On paper, the law in question requires paid circulators to register and provide an address where they can be subpoenaed.

Crucially, however, is that judges are required to reject all signatures of any circulator who fails to appear in court, whether or not there is other evidence to show that the signatures themselves are valid. and were legally collected.

McLeod’s group was so concerned that they asked a federal judge to strike down the laws.

In a 19-page ruling last year, Justice Susan Bolton acknowledged that the 2014 law could make it harder for those proposing their own laws and constitutional amendments to submit their proposals to voters.

But Bolton said the challengers had not presented enough evidence – at least not yet – to show that allowing it to remain in force poses irreparable harm, either to voters or to those hoping to propose future measures. vote.
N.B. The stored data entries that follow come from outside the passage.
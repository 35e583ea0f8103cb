//! Splits batch outcomes into output rows and broken URLs.

use std::fmt;

use serde::Serialize;

use crate::batch::{PageError, PageOutcome};
use crate::catalog::PartyCatalog;
use crate::entry::UrlEntry;
use crate::extract::{ExtractError, NOT_FOUND};

/// Header of the key column in the results table.
pub const KEY_HEADER: &str = "Gemeinde-Sprengel";

/// One results-table row: `<name>-<sprengel>` plus values in catalog order.
#[derive(Debug, Clone, PartialEq, Eq, Serialize)]
pub struct OutputRow {
    pub key: String,
    pub values: Vec<String>,
}

#[derive(Debug, Clone, PartialEq, Eq)]
pub enum BrokenReason {
    /// The page could not be fetched.
    FetchFailed(String),
    /// The page was fetched but did not contain the results table.
    SchemaMismatch,
    /// The unit of work died before reporting.
    TaskFailed(String),
}

impl BrokenReason {
    fn from_error(error: &PageError) -> Self {
        match error {
            PageError::Fetch(e) => Self::FetchFailed(e.to_string()),
            PageError::Extract(ExtractError::SchemaMismatch { .. }) => Self::SchemaMismatch,
            PageError::TaskFailed(msg) => Self::TaskFailed(msg.clone()),
        }
    }
}

impl fmt::Display for BrokenReason {
    fn fmt(&self, f: &mut fmt::Formatter<'_>) -> fmt::Result {
        match self {
            Self::FetchFailed(msg) => write!(f, "fetch failed: {}", msg),
            Self::SchemaMismatch => f.write_str("no results table"),
            Self::TaskFailed(msg) => write!(f, "task failed: {}", msg),
        }
    }
}

/// A URL that produced no row.
#[derive(Debug, Clone, PartialEq, Eq)]
pub struct BrokenUrl {
    pub url: String,
    pub reason: BrokenReason,
}

/// Broken URL counts per reason.
#[derive(Debug, Default, Clone, Copy, PartialEq, Eq, Serialize)]
pub struct BrokenSummary {
    pub fetch_failed: usize,
    pub schema_mismatch: usize,
    pub task_failed: usize,
}

impl BrokenSummary {
    pub fn total(&self) -> usize {
        self.fetch_failed + self.schema_mismatch + self.task_failed
    }
}

/// Rows and broken URLs, both in input order.
#[derive(Debug, Default)]
pub struct AggregateReport {
    pub rows: Vec<OutputRow>,
    pub broken: Vec<BrokenUrl>,
}

impl AggregateReport {
    /// `Gemeinde-Sprengel` followed by the catalog's party ids.
    pub fn header(catalog: &PartyCatalog) -> Vec<String> {
        std::iter::once(KEY_HEADER)
            .chain(catalog.ids())
            .map(str::to_string)
            .collect()
    }

    pub fn broken_urls(&self) -> impl Iterator<Item = &str> {
        self.broken.iter().map(|b| b.url.as_str())
    }

    pub fn broken_summary(&self) -> BrokenSummary {
        let mut summary = BrokenSummary::default();
        for broken in &self.broken {
            match broken.reason {
                BrokenReason::FetchFailed(_) => summary.fetch_failed += 1,
                BrokenReason::SchemaMismatch => summary.schema_mismatch += 1,
                BrokenReason::TaskFailed(_) => summary.task_failed += 1,
            }
        }
        summary
    }
}

/// Pairs each entry with the outcome at the same index.
///
/// Fetch failures and empty extractions become broken URLs; everything else
/// becomes a row, including rows where every party is `"-"`.
pub fn aggregate(
    entries: &[UrlEntry],
    outcomes: Vec<PageOutcome>,
    catalog: &PartyCatalog,
) -> AggregateReport {
    debug_assert_eq!(entries.len(), outcomes.len());

    let mut report = AggregateReport::default();
    for (entry, outcome) in entries.iter().zip(outcomes) {
        let tallies = match &outcome.result {
            Ok(tallies) if !tallies.is_empty() => tallies,
            Ok(_) => {
                report.broken.push(BrokenUrl {
                    url: entry.url.clone(),
                    reason: BrokenReason::SchemaMismatch,
                });
                continue;
            }
            Err(e) => {
                report.broken.push(BrokenUrl {
                    url: entry.url.clone(),
                    reason: BrokenReason::from_error(e),
                });
                continue;
            }
        };

        let values = catalog
            .ids()
            .map(|id| tallies.get(id).unwrap_or(NOT_FOUND).to_string())
            .collect();
        report.rows.push(OutputRow {
            key: entry.key(),
            values,
        });
    }
    report
}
So she agreed to allow the law and its hurdles to stay on the books pending a full trial, which is unlikely to happen before the deadline for groups like McLeod’s to turn in their signatures.
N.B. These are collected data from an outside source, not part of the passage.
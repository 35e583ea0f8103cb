//! The `crawl` subcommand: fetch every result page and write the tables.

use std::path::PathBuf;
use std::sync::Arc;
use std::time::{Duration, Instant};

use anyhow::Result;
use clap::Args;
use indicatif::{ProgressBar, ProgressStyle};
use serde::Serialize;
use votecrawler_lib::{
    aggregate, AggregateReport, BatchCoordinator, BrokenSummary, Client, ClientConfig,
    PageOutcome, TableExtractor, TableSelector,
};

use crate::output::{self, OutputFormat};

/// Arguments for the `crawl` subcommand.
#[derive(Args)]
pub struct CrawlArgs {
    /// Text file with one result-page URL per line
    pub urlfile: PathBuf,

    /// Output CSV path (".csv" is appended when missing)
    #[arg(long, default_value = "voting_results")]
    pub outfile: String,

    /// Append rows to the output file instead of overwriting it
    #[arg(long)]
    pub append: bool,

    /// File listing URLs that produced no data (always overwritten)
    #[arg(long, default_value = "broken_urls.txt")]
    pub broken_url_file: PathBuf,

    /// Party catalog YAML (overrides the built-in catalog)
    #[arg(long)]
    pub parties: Option<PathBuf>,

    /// 0-based position of the results table among the page's tables
    #[arg(long, default_value = "1")]
    pub table_index: usize,

    /// Maximum number of requests in flight (default: unbounded)
    #[arg(long)]
    pub concurrency: Option<usize>,

    /// Per-request timeout in seconds (default: none)
    #[arg(long)]
    pub timeout_secs: Option<u64>,

    /// Send a browser-like User-Agent header
    #[arg(long)]
    pub browser_ua: bool,
}

#[derive(Serialize)]
struct RunSummary {
    urls: usize,
    rows_written: usize,
    broken: BrokenSummary,
    fetch_seconds: f64,
    write_seconds: f64,
    outfile: String,
    broken_url_file: String,
}

pub async fn run(args: &CrawlArgs, format: &OutputFormat) -> Result<()> {
    let entries = super::read_url_file(&args.urlfile)?;
    let catalog = Arc::new(super::load_catalog(args.parties.as_deref())?);

    let client = Client::with_config(&ClientConfig {
        timeout: args.timeout_secs.map(Duration::from_secs),
        browser_user_agent: args.browser_ua,
    })?;
    let extractor = TableExtractor::new(Arc::clone(&catalog))
        .with_table_selector(TableSelector::nth(args.table_index));
    let mut coordinator = BatchCoordinator::new(client, extractor);
    if let Some(limit) = args.concurrency {
        coordinator = coordinator.with_concurrency_limit(limit);
    }

    tracing::info!(
        "Fetching {} pages for {} parties",
        entries.len(),
        catalog.len()
    );

    let pb = ProgressBar::new(entries.len() as u64);
    pb.set_style(ProgressStyle::with_template(
        "[{elapsed_precise}] {bar:40.cyan/blue} {pos:>7}/{len:7} {msg}",
    )?);

    let start = Instant::now();
    let mut failed = 0usize;
    let outcomes = coordinator
        .run_with_progress(&entries, |outcome| {
            if let Some(line) = failure_line(outcome) {
                failed += 1;
                pb.println(line);
            }
            pb.set_message(format!("{} failed", failed));
            pb.inc(1);
        })
        .await;
    pb.finish_and_clear();
    let fetch_elapsed = start.elapsed();

    if *format == OutputFormat::Text {
        eprintln!(
            ":: Finished {} Sprengels in {:.2} seconds.",
            entries.len(),
            fetch_elapsed.as_secs_f64()
        );
    }

    let start = Instant::now();
    let report = aggregate(&entries, outcomes, &catalog);
    let outfile = output::results_path(&args.outfile);
    output::write_results_file(
        &outfile,
        &AggregateReport::header(&catalog),
        &report.rows,
        args.append,
    )?;

    let broken = report.broken_summary();
    if *format == OutputFormat::Text {
        eprintln!(
            ":: Failed to retrieve voting data for {} sprengels.",
            broken.total()
        );
        if broken.total() > 0 {
            eprintln!(
                "   {} fetch failures, {} pages without results table, {} task failures",
                broken.fetch_failed, broken.schema_mismatch, broken.task_failed
            );
        }
    }

    output::write_broken_file(&args.broken_url_file, report.broken_urls())?;
    let write_elapsed = start.elapsed();

    match format {
        OutputFormat::Text => eprintln!(
            ":: Writing data to files took {:.2} seconds.",
            write_elapsed.as_secs_f64()
        ),
        OutputFormat::Json => output::print_json(&RunSummary {
            urls: entries.len(),
            rows_written: report.rows.len(),
            broken,
            fetch_seconds: fetch_elapsed.as_secs_f64(),
            write_seconds: write_elapsed.as_secs_f64(),
            outfile: outfile.display().to_string(),
            broken_url_file: args.broken_url_file.display().to_string(),
        }),
    }

    Ok(())
}

/// Progress-bar line for an outcome that will end up in the broken-URL file.
fn failure_line(outcome: &PageOutcome) -> Option<String> {
    match &outcome.result {
        _ if outcome.is_usable() => None,
        Err(e) => Some(format!("  Warning: {} failed: {}", outcome.url, e)),
        Ok(_) => Some(format!("  Warning: {} has no results table", outcome.url)),
    }
}

#[cfg(test)]
mod tests {
    use super::*;
    use votecrawler_lib::{PageError, PartyTallies};

    const URL: &str = "http://x.example/a?detailonr=1";

    #[test]
    fn test_failure_line_for_failed_task() {
        let outcome = PageOutcome {
            url: URL.into(),
            result: Err(PageError::TaskFailed("panicked".into())),
        };
        assert_eq!(
            failure_line(&outcome).unwrap(),
            "  Warning: http://x.example/a?detailonr=1 failed: task failed: panicked"
        );
    }

    #[test]
    fn test_failure_line_for_empty_tallies() {
        let outcome = PageOutcome {
            url: URL.into(),
            result: Ok(PartyTallies::default()),
        };
        assert_eq!(
            failure_line(&outcome).unwrap(),
            "  Warning: http://x.example/a?detailonr=1 has no results table"
        );
    }
}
“We don’t have the money as a campaign not only to collect the additional signatures due to those who are going to be rejected on these legal details, but also to bring people to court at the same time” to confirm the signatures that they collected. “It’s also expensive.”

In fact, this might be the most expensive part, since anyone who wants to challenge the legitimacy of an initiative campaign need only file a lawsuit to challenge the validity of the signatures and then issue subpoenas to appear for all paid circulators.
McLeod said someone could have collected 1,000 signatures.

“But the person who witnessed your signature, the paid circulator, is not available on a Thursday next August to appear in court in Phoenix because he may be living in Sierra Vista,” he said. declared. “So your signature is thrown away, your voice is silenced, because of a technicality related to the person who collected the signature.”

McLeod pointed out that lawmakers, in enacting the requirement, did not extend it to petitions to nominate candidates, including themselves.
Bolton, in his decision, noted this distinction.

State prosecutors countered by citing the Voter Protection Act. This constitutional provision states that once a measure is approved by the ballot box, it cannot be repealed by the Legislative Assembly, but must instead be returned to voters.
Bolton was skeptical.

“The ‘near-permanence’ of an initiative once passed is more a legal outcome than a compelling government interest in justifying the method chosen (by the state) to induce compliance with subpoenas,” wrote the judge.

Still, none of that was enough for Bolton to grant a motion to bar the state from enforcing the law in the 2020 election.

The challengers appealed his refusal to enjoin the law. But that case won’t be heard until April.

Bolton is not the only judge who has refused to strike down the law. The Arizona Supreme Court reached a similar conclusion in 2018.

“The Act represents a reasonable means to promote transparency, facilitate the judicial fact-finding process, including adherence to valid mandatory process, and mitigate the threat or fraud or other wrongdoing infecting the initiative process,” Judge John Lopez wrote for the court. “This furthers the constitutional purpose of the initiative process by ensuring the integrity of signature collection through reasonable means.”

Voters can still weigh in on the topic of interest limits – but in a whole different way.

A ballot measure pushed by the National Credit Alliance would overturn virtually all laws that currently limit annual interest charges to 36%. Sean Noble, the group’s campaign manager, called it “a stand against socialism.”

As a constitutional amendment, it needs 356,467 valid signatures on the petition by July 2 to qualify for the November ballot.